Another aspect of communication, trainee supervision, has substantial room for improvement, according to Dr. Pronovost. In a large survey of caregivers in the United States, United Kingdom, and New Zealand, only 58% of respondents reported that trainees in their discipline were adequately supervised.

To better ensure the competency of a fledgling physician, one might ask his or her peers and nurses if they would recommend that physician to a family member or friend. “Simulation methods may provide another, although more costly, method to evaluate competency,” Dr. Pronovost added.

SIMPLIFY AND AUTOMATE

In aviation, checklists increase safety by making key activities simpler and more redundant. In health care, similar checklists could be used to reduce errors by breaking complex diagnostic and therapeutic processes into a series of simple yes-or-no tasks. To prevent venous air embolism during central line removal, for example, the health care provider could follow a checklist that includes placing the patient in bed in the Trendelenburg position, having the patient perform the Valsalva maneuver, removing the catheter, and sealing the insertion wound with an occlusive dressing.

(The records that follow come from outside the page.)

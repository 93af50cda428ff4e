//! Read-only object lookups backed by reflector caches
//!
//! The availability check only needs "give me this object, if it exists".
//! `ObjectLookup` captures that so the reconciler runs the same against the
//! `kube` reflector stores and against in-memory fixtures.
//!
//! The reflectors are shared: the controller is triggered by their
//! subscribers, so an object is always in the cache before the reconcile it
//! causes reads it.

use std::fmt::Debug;
use std::hash::Hash;
use std::sync::Arc;

use futures::channel::mpsc;
use futures::{future, Future, Stream, StreamExt};
use k8s_openapi::api::core::v1::{Endpoints, Service};
use k8s_openapi::kube_aggregator::pkg::apis::apiregistration::v1::APIService;
use kube::{
    api::Api,
    runtime::{
        reflector::{self, ObjectRef, ReflectHandle, Store},
        watcher, WatchStreamExt,
    },
    Client, Resource, ResourceExt,
};
use serde::de::DeserializeOwned;
use tracing::{debug, info, warn};

use crate::error::{Error, Result};

/// Changes a subscriber may lag behind before the reflector waits for it
const SUBSCRIBE_BUFFER_SIZE: usize = 256;

/// Namespace/name lookup of cached objects
pub trait ObjectLookup<K>: Send + Sync {
    /// Fetch an object. `None` means it is not present, which is not an error.
    fn lookup(&self, namespace: Option<&str>, name: &str) -> Option<Arc<K>>;

    /// Snapshot of every cached object
    fn list(&self) -> Vec<Arc<K>>;
}

impl<K> ObjectLookup<K> for Store<K>
where
    K: Resource + Clone + Send + Sync + 'static,
    K::DynamicType: Default + Eq + Hash + Clone + Send + Sync,
{
    fn lookup(&self, namespace: Option<&str>, name: &str) -> Option<Arc<K>> {
        let key = match namespace {
            Some(ns) => ObjectRef::new(name).within(ns),
            None => ObjectRef::new(name),
        };
        self.get(&key)
    }

    fn list(&self) -> Vec<Arc<K>> {
        self.state()
    }
}

/// A Service or Endpoints object that was removed from the cluster
#[derive(Clone, Debug, PartialEq, Eq)]
pub struct DeletedBackend {
    pub namespace: Option<String>,
    pub name: String,
}

/// Caches for the three object kinds the controller reads
#[derive(Clone)]
pub struct ObjectStores {
    pub apiservices: Store<APIService>,
    pub services: Store<Service>,
    pub endpoints: Store<Endpoints>,
}

/// Change feeds of the shared reflectors, consumed by the controller
pub struct ObjectTriggers {
    pub apiservices: ReflectHandle<APIService>,
    pub services: ReflectHandle<Service>,
    pub endpoints: ReflectHandle<Endpoints>,
    /// Subscribers only see applied objects, so deletions arrive here
    pub deleted_backends: mpsc::UnboundedReceiver<DeletedBackend>,
}

impl ObjectStores {
    /// Start cluster-wide shared reflectors for APIServices, Services and Endpoints
    pub fn start(client: &Client) -> Result<(Self, ObjectTriggers)> {
        let (deleted_tx, deleted_backends) = mpsc::unbounded();
        let services_tx = deleted_tx.clone();

        let (apiservices, apiservice_events) = spawn_reflector(
            Api::<APIService>::all(client.clone()),
            "apiservices",
            forget_deleted_apiservice,
        )?;
        let (services, service_events) = spawn_reflector(
            Api::<Service>::all(client.clone()),
            "services",
            move |svc: &Service| notify_deleted(&services_tx, svc),
        )?;
        let (endpoints, endpoint_events) = spawn_reflector(
            Api::<Endpoints>::all(client.clone()),
            "endpoints",
            move |ep: &Endpoints| notify_deleted(&deleted_tx, ep),
        )?;

        Ok((
            Self {
                apiservices,
                services,
                endpoints,
            },
            ObjectTriggers {
                apiservices: apiservice_events,
                services: service_events,
                endpoints: endpoint_events,
                deleted_backends,
            },
        ))
    }

    /// Block until every cache has completed its initial list
    pub async fn wait_until_ready(&self) -> Result<()> {
        let not_ready = |kind: &str| Error::ConfigError(format!("{kind} reflector stopped before syncing"));

        self.apiservices
            .wait_until_ready()
            .await
            .map_err(|_| not_ready("apiservices"))?;
        self.services
            .wait_until_ready()
            .await
            .map_err(|_| not_ready("services"))?;
        self.endpoints
            .wait_until_ready()
            .await
            .map_err(|_| not_ready("endpoints"))?;
        Ok(())
    }

    /// Log cache sizes once the initial lists are in
    pub async fn log_when_synced(&self) {
        if self.wait_until_ready().await.is_ok() {
            info!(
                "Caches synced: {} apiservices, {} services, {} endpoints",
                self.apiservices.state().len(),
                self.services.state().len(),
                self.endpoints.state().len()
            );
        }
    }
}

fn forget_deleted_apiservice(apiservice: &APIService) {
    info!("APIService {} deleted", apiservice.name_any());
    #[cfg(feature = "metrics")]
    super::metrics::forget_apiservice(&apiservice.name_any());
}

fn notify_deleted<K: Resource>(tx: &mpsc::UnboundedSender<DeletedBackend>, obj: &K) {
    // A closed receiver means the controller has stopped
    let _ = tx.unbounded_send(DeletedBackend {
        namespace: obj.namespace(),
        name: obj.name_any(),
    });
}

fn handle_event<K, F>(kind: &str, event: watcher::Result<watcher::Event<K>>, on_delete: &F)
where
    K: Resource,
    F: Fn(&K),
{
    match event {
        Ok(watcher::Event::Apply(obj)) => debug!("{} cache updated: {:?}", kind, obj.meta().name),
        Ok(watcher::Event::Delete(obj)) => {
            debug!("{} cache removed: {:?}", kind, obj.meta().name);
            on_delete(&obj);
        }
        Ok(_) => {}
        Err(e) => warn!("{} watch error: {}", kind, e),
    }
}

/// Feed watch events into a shared store.
///
/// Returns the store, a subscriber that yields each object after the store
/// holds it, and the future that drives both.
fn shared_reflector<K, S, F>(
    events: S,
    kind: &'static str,
    on_delete: F,
) -> Result<(Store<K>, ReflectHandle<K>, impl Future<Output = ()> + Send)>
where
    K: Resource + Clone + Debug + Send + Sync + 'static,
    K::DynamicType: Default + Eq + Hash + Clone + Send + Sync,
    S: Stream<Item = watcher::Result<watcher::Event<K>>> + Send + 'static,
    F: Fn(&K) + Send + 'static,
{
    let (reader, writer) = reflector::store_shared(SUBSCRIBE_BUFFER_SIZE);
    let subscriber = writer
        .subscribe()
        .ok_or_else(|| Error::ConfigError(format!("{kind} store is not shared")))?;

    let driver = events.reflect_shared(writer).for_each(move |event| {
        handle_event(kind, event, &on_delete);
        future::ready(())
    });

    Ok((reader, subscriber, driver))
}

fn spawn_reflector<K, F>(
    api: Api<K>,
    kind: &'static str,
    on_delete: F,
) -> Result<(Store<K>, ReflectHandle<K>)>
where
    K: Resource + Clone + DeserializeOwned + Debug + Send + Sync + 'static,
    K::DynamicType: Default + Eq + Hash + Clone + Send + Sync,
    F: Fn(&K) + Send + 'static,
{
    let events = watcher(api, watcher::Config::default()).default_backoff();
    let (reader, subscriber, driver) = shared_reflector(events, kind, on_delete)?;
    tokio::spawn(driver);
    Ok((reader, subscriber))
}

“Checklists that enlist both physicians and nurses to ensure adherence to evidence-based therapies are particularly helpful,” said Dr. Pronovost. “If physicians do not adhere, nurses could intercede, analogous to a flight engineer stopping take-off if events deviate from the prescribed sequence.” Obviously, checklists are only beneficial if they are used, he noted, and automating broken processes may yield poor results.

ADDRESSING ERRORS

When an error occurs, the organization must ensure that the entire staff learns from the mistake. “Few hospitals do this,” Dr. Pronovost stated. However, he maintained, it can be done without exposure to undue risk by first recognizing that the failure to improve and the hazards of recurrent errors are far worse than managing the immediate risk of a specific incident. “One possibility is to selectively discuss cases in which harm did not occur or in which a settlement [was reached] with or without litigation,” he suggested. Learning can be facilitated by assuring staff that individual performance will not be considered when discussing errors.

Although detailed root-cause analysis of mistakes is common, there is not much evidence that it actually helps to improve the safety of patient care. An alternative that, incidentally, is required by the Joint Commission on Accreditation of Healthcare Organizations is failure mode and effect analysis. This analysis involves examining a process prospectively to forecast errors. However, it “has not been adequately tested in health care, and in its current form is impractical for routine use, especially for frontline staff,” Dr. Pronovost asserted.

—Timothy Begany

References
1. Vincent C, Taylor-Adams S, Stanhope N. Framework for analyzing risk and safety in clinical medicine. BMJ. 1998;316:1154-1157.
2. Pronovost PJ, Wu AW, Sexton JB. Acute decompensation after removing a central line: Practical approaches to increasing safety in the intensive care unit. Ann Intern Med. 2004;140:1025-1033.